** Opening MATERIAL PROVIDED block **

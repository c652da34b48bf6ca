// Job Handler Port
// Business logic executed by the worker pool (ranking, topic extraction, cache fill)

use crate::domain::Job;
use async_trait::async_trait;
use thiserror::Error;

/// Execution failures reported by a handler
#[derive(Error, Debug)]
pub enum HandlerError {
    #[error("Invalid payload: {0}")]
    InvalidPayload(String),

    #[error("Upstream unavailable: {0}")]
    Upstream(String),

    #[error("Execution failed: {0}")]
    Failed(String),
}

/// Job Handler trait
///
/// Must tolerate overlapping runs of the same logical work: recurring
/// cadences do not wait for earlier firings to finish.
#[async_trait]
pub trait JobHandler: Send + Sync {
    async fn handle(&self, job: &Job) -> Result<(), HandlerError>;
}

// ============================================================================
// Mock Implementations for Testing
// ============================================================================

pub mod mocks {
    use super::*;
    use std::sync::atomic::{AtomicUsize, Ordering};
    use std::sync::Mutex;

    /// Mock handler behavior
    #[derive(Debug, Clone)]
    pub enum MockBehavior {
        /// Always succeed
        Success,
        /// Always fail with message
        Fail(String),
        /// Fail the first N calls, then succeed
        FailTimes(usize),
        /// Panic with message (for panic isolation testing)
        Panic(String),
    }

    /// Mock Job Handler for testing
    pub struct MockJobHandler {
        behavior: Mutex<MockBehavior>,
        call_count: AtomicUsize,
        seen: Mutex<Vec<String>>,
    }

    impl MockJobHandler {
        pub fn new(behavior: MockBehavior) -> Self {
            Self {
                behavior: Mutex::new(behavior),
                call_count: AtomicUsize::new(0),
                seen: Mutex::new(Vec::new()),
            }
        }

        pub fn new_success() -> Self {
            Self::new(MockBehavior::Success)
        }

        pub fn new_fail(message: impl Into<String>) -> Self {
            Self::new(MockBehavior::Fail(message.into()))
        }

        pub fn call_count(&self) -> usize {
            self.call_count.load(Ordering::SeqCst)
        }

        /// Job IDs in the order they were handled
        pub fn seen(&self) -> Vec<String> {
            self.seen.lock().unwrap().clone()
        }
    }

    #[async_trait]
    impl JobHandler for MockJobHandler {
        async fn handle(&self, job: &Job) -> Result<(), HandlerError> {
            let call = self.call_count.fetch_add(1, Ordering::SeqCst);
            self.seen.lock().unwrap().push(job.id.clone());

            let behavior = self.behavior.lock().unwrap().clone();
            match behavior {
                MockBehavior::Success => Ok(()),
                MockBehavior::Fail(msg) => Err(HandlerError::Failed(msg)),
                MockBehavior::FailTimes(n) if call < n => {
                    Err(HandlerError::Failed(format!("injected failure {}", call + 1)))
                }
                MockBehavior::FailTimes(_) => Ok(()),
                MockBehavior::Panic(msg) => {
                    panic!("{}", msg); // Actually panic for panic isolation testing
                }
            }
        }
    }
}
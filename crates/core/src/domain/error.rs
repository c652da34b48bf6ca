// Domain Error Types

use thiserror::Error;

#[derive(Error, Debug)]
pub enum DomainError {
    #[error("Invalid job state transition: {from} -> {to}")]
    InvalidStateTransition { from: String, to: String },

    #[error("Unknown queue: {0}")]
    UnknownQueue(String),

    #[error("Invalid cadence '{pattern}': {reason}")]
    InvalidCadence { pattern: String, reason: String },

    #[error("Attempt limit exceeded: {attempts_made}/{max_attempts}")]
    AttemptsExhausted { attempts_made: u32, max_attempts: u32 },
}

pub type Result<T> = std::result::Result<T, DomainError>;
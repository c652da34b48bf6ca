//! Shared setup for SQLite-backed tests

#![allow(dead_code)]

use newsdesk_core::application::{AdmissionGate, Monitor, Queue};
use newsdesk_core::domain::{QueueConfig, QueueKind};
use newsdesk_core::port::id_provider::UuidProvider;
use newsdesk_core::port::time_provider::mocks::ManualClock;
use newsdesk_infra_sqlite::{create_pool, run_migrations, SqliteJobStore};
use std::path::PathBuf;
use std::sync::Arc;

/// Database file removed on drop (with its WAL side files)
pub struct TempDb {
    pub path: PathBuf,
}

impl TempDb {
    pub fn new(name: &str) -> Self {
        let path = std::env::temp_dir().join(format!("newsdesk-{}-{}.db", name, uuid::Uuid::new_v4()));
        Self { path }
    }

    pub fn url(&self) -> String {
        format!("sqlite://{}", self.path.display())
    }

    pub async fn open(&self) -> Arc<SqliteJobStore> {
        let pool = create_pool(&self.url()).await.unwrap();
        run_migrations(&pool).await.unwrap();
        Arc::new(SqliteJobStore::new(pool))
    }
}

impl Drop for TempDb {
    fn drop(&mut self) {
        for suffix in ["", "-wal", "-shm"] {
            let _ = std::fs::remove_file(format!("{}{}", self.path.display(), suffix));
        }
    }
}

/// A standalone queue over a store, driven by a manual clock
pub fn queue(
    config: QueueConfig,
    store: Arc<SqliteJobStore>,
    clock: Arc<ManualClock>,
) -> Arc<Queue> {
    Arc::new(Queue::new(
        config,
        store.clone(),
        Arc::new(Monitor::new(store, 64)),
        Arc::new(AdmissionGate::new()),
        Arc::new(UuidProvider),
        clock,
    ))
}

pub fn queue_of(kind: QueueKind, store: Arc<SqliteJobStore>, clock: Arc<ManualClock>) -> Arc<Queue> {
    queue(QueueConfig::for_kind(kind), store, clock)
}
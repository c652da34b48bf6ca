// Application Layer - queue services and process lifecycle

pub mod job_scheduler;
pub mod lifecycle;
pub mod monitor;
pub mod queue;
pub mod recovery;
pub mod recurring;
pub mod retention;
pub mod retry;
pub mod worker;

// Re-exports
pub use job_scheduler::JobScheduler;
pub use lifecycle::{AdmissionGate, ShutdownReport};
pub use monitor::{Monitor, Subscription, TransitionEvent, TransitionKind};
pub use queue::{Queue, SweepReport};
pub use recovery::RecoveryService;
pub use recurring::{CadenceId, CadenceStatus, RecurringScheduler};
pub use retention::RetentionSweeper;
pub use retry::{RetryDecision, RetryPlanner};
pub use worker::{shutdown_channel, ShutdownSender, ShutdownToken, Worker};
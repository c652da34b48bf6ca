// Retry planning: exponential backoff against the job's attempt budget
use crate::domain::Job;
use crate::port::TimeProvider;
use std::sync::Arc;
use tracing::{info, warn};

/// Retry decision result
#[derive(Debug, PartialEq, Eq)]
pub enum RetryDecision {
    /// Back to waiting, eligible again at `available_at`
    Retry { delay_ms: i64, available_at: i64 },
    /// No attempts left, job has failed permanently
    Exhausted,
}

/// Decides what happens to an active job whose execution failed
///
/// `attempts_made` already counts the attempt that just failed (it is
/// incremented at claim time), so:
/// - `attempts_made < max_attempts` => retry after `base * 2^(attempts_made - 1)`
/// - otherwise => failed
pub struct RetryPlanner {
    time_provider: Arc<dyn TimeProvider>,
}

impl RetryPlanner {
    pub fn new(time_provider: Arc<dyn TimeProvider>) -> Self {
        Self { time_provider }
    }

    pub fn plan(&self, job: &Job) -> RetryDecision {
        if job.attempts_made >= job.max_attempts {
            warn!(
                job_id = %job.id,
                queue = %job.queue,
                attempts_made = job.attempts_made,
                max_attempts = job.max_attempts,
                "Max attempts reached"
            );
            return RetryDecision::Exhausted;
        }

        let delay_ms = job.backoff.delay_ms(job.attempts_made);
        let available_at = self.time_provider.now_millis().saturating_add(delay_ms);

        info!(
            job_id = %job.id,
            queue = %job.queue,
            attempts_made = job.attempts_made,
            max_attempts = job.max_attempts,
            delay_ms = delay_ms,
            "Scheduling retry"
        );

        RetryDecision::Retry {
            delay_ms,
            available_at,
        }
    }
}
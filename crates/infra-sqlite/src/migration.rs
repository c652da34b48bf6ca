// Migration Runner

use crate::job_store::map_sqlx_error;
use newsdesk_core::error::Result;
use sqlx::SqlitePool;
use tracing::info;

/// Run database migrations
pub async fn run_migrations(pool: &SqlitePool) -> Result<()> {
    let table_exists: i64 = sqlx::query_scalar(
        "SELECT COUNT(*) FROM sqlite_master WHERE type='table' AND name='schema_version'",
    )
    .fetch_one(pool)
    .await
    .map_err(map_sqlx_error)?;

    let current_version: i64 = if table_exists > 0 {
        sqlx::query_scalar("SELECT version FROM schema_version ORDER BY version DESC LIMIT 1")
            .fetch_optional(pool)
            .await
            .map_err(map_sqlx_error)?
            .unwrap_or(0)
    } else {
        0
    };

    info!(current_version = current_version, "Checking database schema");

    if current_version < 1 {
        info!("Applying migration 001: initial schema");
        apply_migration(pool, include_str!("../migrations/001_initial_schema.sql")).await?;
    }

    Ok(())
}

/// Apply a single migration SQL file in one transaction
async fn apply_migration(pool: &SqlitePool, sql: &str) -> Result<()> {
    let mut tx = pool.begin().await.map_err(map_sqlx_error)?;

    for statement in sql.split(';') {
        let clean_statement = statement
            .lines()
            .filter(|line| !line.trim().starts_with("--"))
            .collect::<Vec<_>>()
            .join("\n");
        let clean_statement = clean_statement.trim();

        if !clean_statement.is_empty() {
            sqlx::query(clean_statement)
                .execute(&mut *tx)
                .await
                .map_err(map_sqlx_error)?;
        }
    }

    tx.commit().await.map_err(map_sqlx_error)?;
    Ok(())
}
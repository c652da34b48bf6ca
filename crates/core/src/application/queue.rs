// Queue - admission, claim, result reporting and retention for one lane

use crate::application::lifecycle::AdmissionGate;
use crate::application::monitor::{Monitor, TransitionEvent, TransitionKind};
use crate::application::retry::{RetryDecision, RetryPlanner};
use crate::domain::{Job, JobId, JobOutcome, JobPayload, JobStatus, Priority, QueueConfig, QueueKind};
use crate::error::{AppError, Result};
use crate::port::{IdProvider, JobCounts, JobStore, StaleRelease, TimeProvider};
use std::collections::HashMap;
use std::sync::{Arc, Mutex};
use std::time::Duration;
use tracing::{debug, info, warn};

/// Records removed by one retention pass
#[derive(Debug, Clone, Copy, Default, PartialEq, Eq)]
pub struct SweepReport {
    pub completed_removed: u64,
    pub failed_removed: u64,
}

pub struct Queue {
    config: QueueConfig,
    store: Arc<dyn JobStore>,
    monitor: Arc<Monitor>,
    gate: Arc<AdmissionGate>,
    retry: RetryPlanner,
    id_provider: Arc<dyn IdProvider>,
    time_provider: Arc<dyn TimeProvider>,
    /// Claims handed out by this instance and not yet settled (id -> attempt)
    in_flight: Mutex<HashMap<JobId, u32>>,
}
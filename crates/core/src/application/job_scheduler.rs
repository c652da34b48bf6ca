//! JobScheduler - the process-wide context
//!
//! Built once at startup and shared by reference. Owns the queues, the
//! monitor, the recurring producer and the retention sweeper, and runs the
//! ordered shutdown.

use crate::application::lifecycle::{wait_for_drain, AdmissionGate, ShutdownReport};
use crate::application::monitor::Monitor;
use crate::application::queue::Queue;
use crate::application::recovery::RecoveryService;
use crate::application::recurring::{CadenceId, RecurringScheduler};
use crate::application::retention::RetentionSweeper;
use crate::application::worker::{shutdown_channel, ShutdownSender};
use crate::config::SchedulerConfig;
use crate::domain::{Cadence, JobId, JobPayload, Priority, QueueKind};
use crate::error::{AppError, Result};
use crate::port::{IdProvider, JobCounts, JobStore, TimeProvider};
use std::collections::BTreeMap;
use std::sync::Arc;
use tokio::sync::Mutex;
use tokio::task::JoinHandle;
use tracing::{info, warn};

struct BackgroundTasks {
    sweeper_shutdown: ShutdownSender,
    sweeper: JoinHandle<()>,
    event_logger: JoinHandle<()>,
}

pub struct JobScheduler {
    config: SchedulerConfig,
    store: Arc<dyn JobStore>,
    gate: Arc<AdmissionGate>,
    monitor: Arc<Monitor>,
    recurring: RecurringScheduler,
    queues: BTreeMap<QueueKind, Arc<Queue>>,
    background: Mutex<Option<BackgroundTasks>>,
    shutdown_report: Mutex<Option<ShutdownReport>>,
}

impl JobScheduler {
    /// Build every queue, reclaim orphans left by a previous process and
    /// start the background tasks. Must be called within a tokio runtime.
    pub async fn start(
        config: SchedulerConfig,
        store: Arc<dyn JobStore>,
        id_provider: Arc<dyn IdProvider>,
        time_provider: Arc<dyn TimeProvider>,
    ) -> Result<Self> {
        config.validate()?;

        let gate = Arc::new(AdmissionGate::new());
        let monitor = Arc::new(Monitor::new(Arc::clone(&store), config.event_buffer));

        let queues: BTreeMap<_, _> = QueueKind::ALL
            .iter()
            .map(|kind| {
                let queue = Queue::new(
                    config.queue_config(*kind),
                    Arc::clone(&store),
                    Arc::clone(&monitor),
                    Arc::clone(&gate),
                    Arc::clone(&id_provider),
                    Arc::clone(&time_provider),
                );
                (*kind, Arc::new(queue))
            })
            .collect();
        let all_queues: Vec<_> = queues.values().cloned().collect();

        let mut sweeper = RetentionSweeper::new(all_queues.clone(), config.sweep_interval);
        if let Some(stale_after) = config.stale_active_after {
            let recovery = RecoveryService::new(all_queues, stale_after);
            if let Err(e) = recovery.recover_orphaned_jobs().await {
                warn!(error = %e, "Startup orphan recovery incomplete, will retry on sweep");
            }
            sweeper = sweeper.with_recovery(recovery);
        }

        let event_logger = monitor.spawn_event_logger()?;
        let (sweeper_shutdown, token) = shutdown_channel();
        let sweeper = tokio::spawn(sweeper.run(token));

        info!(
            queues = queues.len(),
            sweep_interval_secs = config.sweep_interval.as_secs(),
            shutdown_grace_secs = config.shutdown_grace.as_secs(),
            "Job scheduler started"
        );

        Ok(Self {
            recurring: RecurringScheduler::new(id_provider, time_provider),
            config,
            store,
            gate,
            monitor,
            queues,
            background: Mutex::new(Some(BackgroundTasks {
                sweeper_shutdown,
                sweeper,
                event_logger,
            })),
            shutdown_report: Mutex::new(None),
        })
    }

    pub fn config(&self) -> &SchedulerConfig {
        &self.config
    }

    pub fn queue(&self, kind: QueueKind) -> Arc<Queue> {
        // Every kind is built in start()
        Arc::clone(&self.queues[&kind])
    }

    pub fn queues(&self) -> impl Iterator<Item = &Arc<Queue>> {
        self.queues.values()
    }

    pub fn monitor(&self) -> &Arc<Monitor> {
        &self.monitor
    }

    pub fn recurring(&self) -> &RecurringScheduler {
        &self.recurring
    }

    /// Submit by queue name at the queue's default priority
    pub async fn submit(&self, queue_type: &str, payload: serde_json::Value) -> Result<JobId> {
        self.submit_with_priority(queue_type, payload, None).await
    }

    pub async fn submit_with_priority(
        &self,
        queue_type: &str,
        payload: serde_json::Value,
        priority: Option<Priority>,
    ) -> Result<JobId> {
        let kind: QueueKind = queue_type
            .parse()
            .map_err(|_| AppError::Validation(format!("Unknown job type: {}", queue_type)))?;
        let job = self
            .queue(kind)
            .enqueue(JobPayload::new(payload), priority)
            .await?;
        Ok(job.id)
    }

    /// Register a cadence by pattern string (e.g. `every 10 minutes`)
    pub fn schedule_recurring(
        &self,
        kind: QueueKind,
        template: serde_json::Value,
        pattern: &str,
    ) -> Result<CadenceId> {
        let cadence = Cadence::parse(pattern)?;
        self.recurring
            .schedule_recurring(self.queue(kind), JobPayload::new(template), cadence)
    }

    /// Counts for every queue, keyed by queue name
    pub async fn status(&self) -> Result<BTreeMap<String, JobCounts>> {
        self.monitor.status().await
    }

    pub fn is_shutting_down(&self) -> bool {
        !self.gate.is_accepting()
    }

    /// Ordered, idempotent shutdown
    ///
    /// 1. stop admissions and claims
    /// 2. stop recurring producers and the retention sweeper
    /// 3. wait for active jobs up to the grace period
    /// 4. close monitor subscriptions
    /// 5. release the store
    ///
    /// Later calls wait for the first one and return its report.
    pub async fn shutdown(&self) -> Result<ShutdownReport> {
        let mut report_slot = self.shutdown_report.lock().await;
        if let Some(report) = *report_slot {
            return Ok(report);
        }

        info!("Job scheduler shutting down");
        self.gate.close();

        self.recurring.stop_all();
        let background = self.background.lock().await.take();
        let event_logger = match background {
            Some(tasks) => {
                tasks.sweeper_shutdown.shutdown();
                if let Err(e) = tasks.sweeper.await {
                    warn!(error = %e, "Retention sweeper ended abnormally");
                }
                Some(tasks.event_logger)
            }
            None => None,
        };

        let queues: Vec<_> = self.queues.values().cloned().collect();
        let report = wait_for_drain(&queues, self.config.shutdown_grace).await;

        self.monitor.close();
        if let Some(logger) = event_logger {
            if let Err(e) = logger.await {
                warn!(error = %e, "Event logger ended abnormally");
            }
        }

        self.store.close().await;

        info!(
            drained = report.drained,
            abandoned_active = report.abandoned_active,
            "Job scheduler stopped"
        );
        *report_slot = Some(report);
        Ok(report)
    }
}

** Closing MATERIAL PROVIDED block **

Count, in the records above, the lines that contain the word "MockBehavior"; the answer is that number alone.

= SOLUTION =
10